# Exercise details:
Find the word "primary" in the data. Return every line where it appears.

# Source information:
● ● ● ● ●

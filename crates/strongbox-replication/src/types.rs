use chrono::{DateTime, Utc};
use serde::{Deserialize, Serialize};
use strongbox_core::types::{
    Container, ContainerPath, ContainerSettings, ObjectKey, ObjectRecord, ResourceKey, Tags,
};
use uuid::Uuid;

/// Mutations that are propagated from the primary to replicas.
///
/// Object payloads travel sealed: replicas store the ciphertext as-is and
/// never see plaintext.
#[derive(Debug, Clone, PartialEq, Serialize, Deserialize)]
#[serde(tag = "op", rename_all = "snake_case")]
pub enum Mutation {
    UpsertContainer {
        container: Container,
    },
    ConfigureContainer {
        path: ContainerPath,
        settings: ContainerSettings,
    },
    DeleteContainer {
        path: ContainerPath,
        cascade: bool,
    },
    RenameContainer {
        from: ContainerPath,
        to: ContainerPath,
    },
    PutObject {
        record: ObjectRecord,
        #[serde(with = "base64_bytes")]
        ciphertext: Vec<u8>,
    },
    SetObjectTags {
        container: ContainerPath,
        key: ObjectKey,
        tags: Tags,
        modified_at: DateTime<Utc>,
    },
    DeleteObject {
        container: ContainerPath,
        key: ObjectKey,
    },
}

impl Mutation {
    /// Resource the mutation addresses (the source, for a rename).
    pub fn resource(&self) -> ResourceKey {
        match self {
            Mutation::UpsertContainer { container } => ResourceKey::container(container.path.clone()),
            Mutation::ConfigureContainer { path, .. } | Mutation::DeleteContainer { path, .. } => {
                ResourceKey::container(path.clone())
            }
            Mutation::RenameContainer { from, .. } => ResourceKey::container(from.clone()),
            Mutation::PutObject { record, .. } => record.resource_key(),
            Mutation::SetObjectTags { container, key, .. }
            | Mutation::DeleteObject { container, key } => {
                ResourceKey::object(container.clone(), key.clone())
            }
        }
    }

    pub fn name(&self) -> &'static str {
        match self {
            Mutation::UpsertContainer { .. } => "upsert_container",
            Mutation::ConfigureContainer { .. } => "configure_container",
            Mutation::DeleteContainer { .. } => "delete_container",
            Mutation::RenameContainer { .. } => "rename_container",
            Mutation::PutObject { .. } => "put_object",
            Mutation::SetObjectTags { .. } => "set_object_tags",
            Mutation::DeleteObject { .. } => "delete_object",
        }
    }
}

/// Envelope sent over the wire to each replica.
#[derive(Debug, Clone, PartialEq, Serialize, Deserialize)]
pub struct ReplicatedMutation {
    pub id: Uuid,
    /// Node id of the primary that issued the mutation.
    pub origin: u64,
    /// Position in the primary's commit order. Stamped while the primary
    /// holds the resource's locks, so it grows with every mutation of the
    /// same resource key.
    pub sequence: u64,
    pub issued_at: DateTime<Utc>,
    pub op: Mutation,
}

impl ReplicatedMutation {
    pub fn new(origin: u64, sequence: u64, op: Mutation) -> Self {
        Self {
            id: Uuid::now_v7(),
            origin,
            sequence,
            issued_at: Utc::now(),
            op,
        }
    }
}

mod base64_bytes {
    use base64::Engine;
    use base64::engine::general_purpose::STANDARD;
    use serde::{Deserialize, Deserializer, Serializer};

    pub fn serialize<S: Serializer>(bytes: &[u8], s: S) -> Result<S::Ok, S::Error> {
        s.serialize_str(&STANDARD.encode(bytes))
    }

    pub fn deserialize<'de, D: Deserializer<'de>>(d: D) -> Result<Vec<u8>, D::Error> {
        use serde::de::Error;
        let encoded = String::deserialize(d)?;
        STANDARD.decode(encoded).map_err(D::Error::custom)
    }
}

#[cfg(test)]
mod tests {
    use super::*;
    use strongbox_core::types::{CipherId, EncryptionInfo};

    #[test]
    fn put_object_wire_form() {
        let now = Utc::now();
        let record = ObjectRecord {
            container: ContainerPath::parse("c1").unwrap(),
            key: ObjectKey::parse("k1").unwrap(),
            size: 5,
            etag: "e".into(),
            tags: Tags::new(),
            created_at: now,
            modified_at: now,
            encryption: EncryptionInfo {
                cipher: CipherId::Aes256Gcm,
                key_id: "key".into(),
                nonce: [1; 12],
            },
            storage_key: "objects/aa/bb/x".into(),
        };
        let m = ReplicatedMutation::new(
            1,
            42,
            Mutation::PutObject {
                record,
                ciphertext: vec![0, 1, 2, 255],
            },
        );
        let json = serde_json::to_value(&m).unwrap();
        assert_eq!(json["op"]["op"], "put_object");
        assert_eq!(json["op"]["ciphertext"], "AAEC/w==");
        assert_eq!(json["sequence"], 42);

        let back: ReplicatedMutation = serde_json::from_value(json).unwrap();
        assert_eq!(back, m);
        assert_eq!(back.op.resource().to_string(), "c1:k1");
    }

    #[test]
    fn rename_addresses_source() {
        let m = Mutation::RenameContainer {
            from: ContainerPath::parse("a").unwrap(),
            to: ContainerPath::parse("b").unwrap(),
        };
        assert_eq!(m.resource().to_string(), "a");
        assert_eq!(m.name(), "rename_container");
    }
}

● ● ● ● ●

# Written answer:
/// Mutations that are propagated from the primary to replicas.
    /// Node id of the primary that issued the mutation.
    /// Position in the primary's commit order. Stamped while the primary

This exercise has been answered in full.